The U.S. livestock industry is welcoming the introduction of legislation in the U.S. Senate aimed at reforming federal Hours of Service (HOS) rules in a way that ensures animal welfare, highway safety, and the well-being of livestock haulers.
Among other things, Senate Bill 1255, the Transporting Livestock Across America Safely Act, would make HOS and ELD (Electronic Logging Device) requirements inapplicable until after a driver travels more than 300 air miles from their source. It would allow drivers to complete their trip regardless of HOS requirements if they come within 150 air miles of their delivery point.
On Thursday morning, Congress doubled down on the issue with companion legislation introduced in the House.
This week, the Wheat Quality Council is conducting its annual Hard Red Winter Wheat Tour in Kansas. Kansas Wheat CEO Justin Gilpin said moisture has been a game changer for the quality and yield potential of this year’s winter wheat crop there.
“We’re definitely seeing better conditions with this year’s winter wheat crop versus last year’s crop,” said Gilpin. “The numbers that came in on day number one had an average of 46.9 bushels per acre or about 13 bushels per acre better than last year.”
But even with that said, tour participants including several international buyers remain cautiously optimistic given all the trade uncertainties and their impacts to the U.S. wheat industry.
In a letter to Angus breeders dated May 1st, the board of directors of the American Angus Association announced that chief executive officer Allen Moczygemba will resign effective May 15th.
Angus board said they know while the decision “understandably may create some uncertainty among their membership, please be assured that the Board values all of their members and the contributions each person makes every day.”
Until the position is filled, current Chief Operating Officer Chris Stallo will serve as interim CEO and oversee the operations of the Association and its entities.

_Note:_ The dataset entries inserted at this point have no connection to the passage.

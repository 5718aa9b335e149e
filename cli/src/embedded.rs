// Copyright (c) 2026 100monkeys.ai
// SPDX-License-Identifier: AGPL-3.0

//! Embedded runtime
//!
//! Wires a bus, a registry, an intent extractor, the orchestrator and the
//! demo agents in-process from an [`OrchestratorConfigManifest`].

use anyhow::{Context, Result};
use std::sync::Arc;
use tracing::info;

use conduit_core::application::{
    AiIntentExtractor, IntentExtractor, KeywordIntentExtractor, Orchestrator, OrchestratorSettings,
};
use conduit_core::domain::config::{OrchestratorConfigManifest, TransportKind};
use conduit_core::domain::registry::CapabilityRegistry;
use conduit_core::infrastructure::event_bus::EventBus;
use conduit_core::infrastructure::llm::provider_from_config;
use conduit_core::infrastructure::registry::InMemoryCapabilityRegistry;
use conduit_core::infrastructure::transport::InMemoryTransport;
use conduit_sdk::AgentHandle;

use crate::demo;

pub struct EmbeddedRuntime {
    bus: EventBus,
    registry: Arc<dyn CapabilityRegistry>,
    orchestrator: Orchestrator,
    agents: Vec<AgentHandle>,
}

impl EmbeddedRuntime {
    pub async fn start(config: &OrchestratorConfigManifest) -> Result<Self> {
        config.validate().context("Configuration validation failed")?;

        let bus_config = &config.spec.bus;
        let bus = match bus_config.transport {
            TransportKind::None => EventBus::new(bus_config.mode),
            TransportKind::InMemory => EventBus::with_transport(
                bus_config.mode,
                Arc::new(InMemoryTransport::new(bus_config.transport_capacity)),
            ),
        };

        let registry: Arc<dyn CapabilityRegistry> = Arc::new(InMemoryCapabilityRegistry::new());

        let extractor: Arc<dyn IntentExtractor> = match provider_from_config(config.spec.ai.as_ref())
            .context("Failed to initialize AI provider")?
        {
            Some(provider) => Arc::new(AiIntentExtractor::new(provider)),
            None => Arc::new(KeywordIntentExtractor::new()),
        };

        let agents = demo::activate_all(&bus, registry.clone())
            .await
            .context("Failed to activate demo agents")?;

        let orchestrator = Orchestrator::new(
            bus.clone(),
            registry.clone(),
            extractor,
            OrchestratorSettings::from(&config.spec.orchestrator),
        );

        info!(
            mode = ?bus_config.mode,
            agents = agents.len(),
            test_mode = config.spec.orchestrator.test_mode,
            "Embedded runtime started"
        );

        Ok(Self {
            bus,
            registry,
            orchestrator,
            agents,
        })
    }

    pub fn orchestrator(&self) -> &Orchestrator {
        &self.orchestrator
    }

    pub fn bus(&self) -> &EventBus {
        &self.bus
    }

    pub fn registry(&self) -> &Arc<dyn CapabilityRegistry> {
        &self.registry
    }

    pub fn agents(&self) -> &[AgentHandle] {
        &self.agents
    }

    pub async fn shutdown(self) -> Result<()> {
        for agent in &self.agents {
            agent.stop().await?;
        }
        info!("Embedded runtime stopped");
        Ok(())
    }
}
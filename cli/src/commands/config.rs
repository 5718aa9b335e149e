// Copyright (c) 2026 100monkeys.ai
// SPDX-License-Identifier: AGPL-3.0

//! Configuration management commands
//!
//! Commands: show, validate, generate

use anyhow::{Context, Result};
use clap::Subcommand;
use colored::Colorize;
use std::path::{Path, PathBuf};

use conduit_core::domain::config::OrchestratorConfigManifest;

#[derive(Subcommand)]
pub enum ConfigCommand {
    /// Show current configuration
    Show {
        /// Show config file paths checked
        #[arg(long)]
        paths: bool,
    },

    /// Validate configuration file
    Validate {
        /// Path to config file (default: discover)
        #[arg(value_name = "FILE")]
        file: Option<PathBuf>,
    },

    /// Generate sample configuration
    Generate {
        /// Output path (default: ./conduit-config.yaml)
        #[arg(short, long, default_value = "./conduit-config.yaml")]
        output: PathBuf,

        /// Include examples and comments
        #[arg(long)]
        examples: bool,
    },
}

pub async fn handle_command(
    command: ConfigCommand,
    config_override: Option<PathBuf>,
) -> Result<()> {
    match command {
        ConfigCommand::Show { paths } => show(config_override, paths).await,
        ConfigCommand::Validate { file } => validate(file.or(config_override)).await,
        ConfigCommand::Generate { output, examples } => generate(&output, examples),
    }
}

async fn show(config_override: Option<PathBuf>, show_paths: bool) -> Result<()> {
    let config = OrchestratorConfigManifest::load_or_default(config_override.clone())
        .context("Failed to load configuration")?;

    if show_paths {
        println!("{}", "Configuration discovery paths:".bold());
        if let Some(path) = &config_override {
            println!("  1. --config flag: {}", path.display());
        } else {
            println!("  1. --config flag: {}", "(not set)".dimmed());
        }
        println!(
            "  2. CONDUIT_CONFIG_PATH: {}",
            std::env::var("CONDUIT_CONFIG_PATH")
                .unwrap_or_else(|_| "(not set)".to_string())
                .dimmed()
        );
        println!("  3. ./conduit-config.yaml");
        println!("  4. ~/.conduit/config.yaml");
        println!("  5. /etc/conduit/config.yaml");
        println!();
    }

    println!("{}", "Current configuration:".bold());
    println!();

    let orchestrator = &config.spec.orchestrator;
    println!("{}", "Orchestrator:".bold());
    println!("  ID: {}", orchestrator.id);
    println!("  Test mode: {}", orchestrator.test_mode);
    println!("  Response timeout: {:?}", orchestrator.response_timeout);
    println!("  Late response grace: {:?}", orchestrator.late_response_grace);
    println!();

    println!("{}", "Event Bus:".bold());
    println!("  Mode: {:?}", config.spec.bus.mode);
    println!("  Transport: {:?}", config.spec.bus.transport);
    println!();

    println!("{}", "Intent Extraction:".bold());
    match &config.spec.ai {
        Some(ai) if ai.enabled => {
            println!("  {} ({})", ai.model.bold(), ai.provider_type);
            println!("    Endpoint: {}", ai.endpoint);
        }
        _ => println!("  keyword matching (no AI provider)"),
    }
    println!();

    Ok(())
}

async fn validate(config_path: Option<PathBuf>) -> Result<()> {
    println!("Validating configuration...");

    let config = OrchestratorConfigManifest::load_or_default(config_path)
        .context("Failed to load configuration")?;

    config
        .validate()
        .context("Configuration validation failed")?;

    println!("{}", "✓ Configuration is valid".green());

    Ok(())
}

pub fn generate(output: &Path, with_examples: bool) -> Result<()> {
    let sample = if with_examples {
        include_str!("../../templates/config-with-examples.yaml")
    } else {
        include_str!("../../templates/config-minimal.yaml")
    };

    std::fs::write(output, sample)
        .with_context(|| format!("Failed to write config to {:?}", output))?;

    println!(
        "{}",
        format!("✓ Configuration generated: {}", output.display()).green()
    );

    Ok(())
}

A majority of farmers and farmworkers say financial issues, farm or business problems and fear of losing the farm impact farmers’ mental health.
Other factors included stress, weather, the economy, isolation and social stigma, according to a new national poll commissioned by the American Farm Bureau Federation.
Polling found that many rural adults have either personally sought care or have a family member who has sought care for a mental health condition.
Large majorities of rural Americans polled agreed that cost, social stigma and embarrassment would make it harder for them to seek help or treatment for mental health conditions.
Optimism is growing that the U.S. and China could wrap up a trade agreement this month. Trade officials from the U.S. and China concluded talks in Beijing Wednesday with another critical round scheduled for next week in the United States.
The Trump administration has appeared to be ready to walk away if an agreement isn’t reached soon. A deal at this point between the U.S. and China is expected in Mid-May, with a possible signing of the agreement planned for June. However, an agreement doesn’t mean an end to tariffs from both sides at least as of now.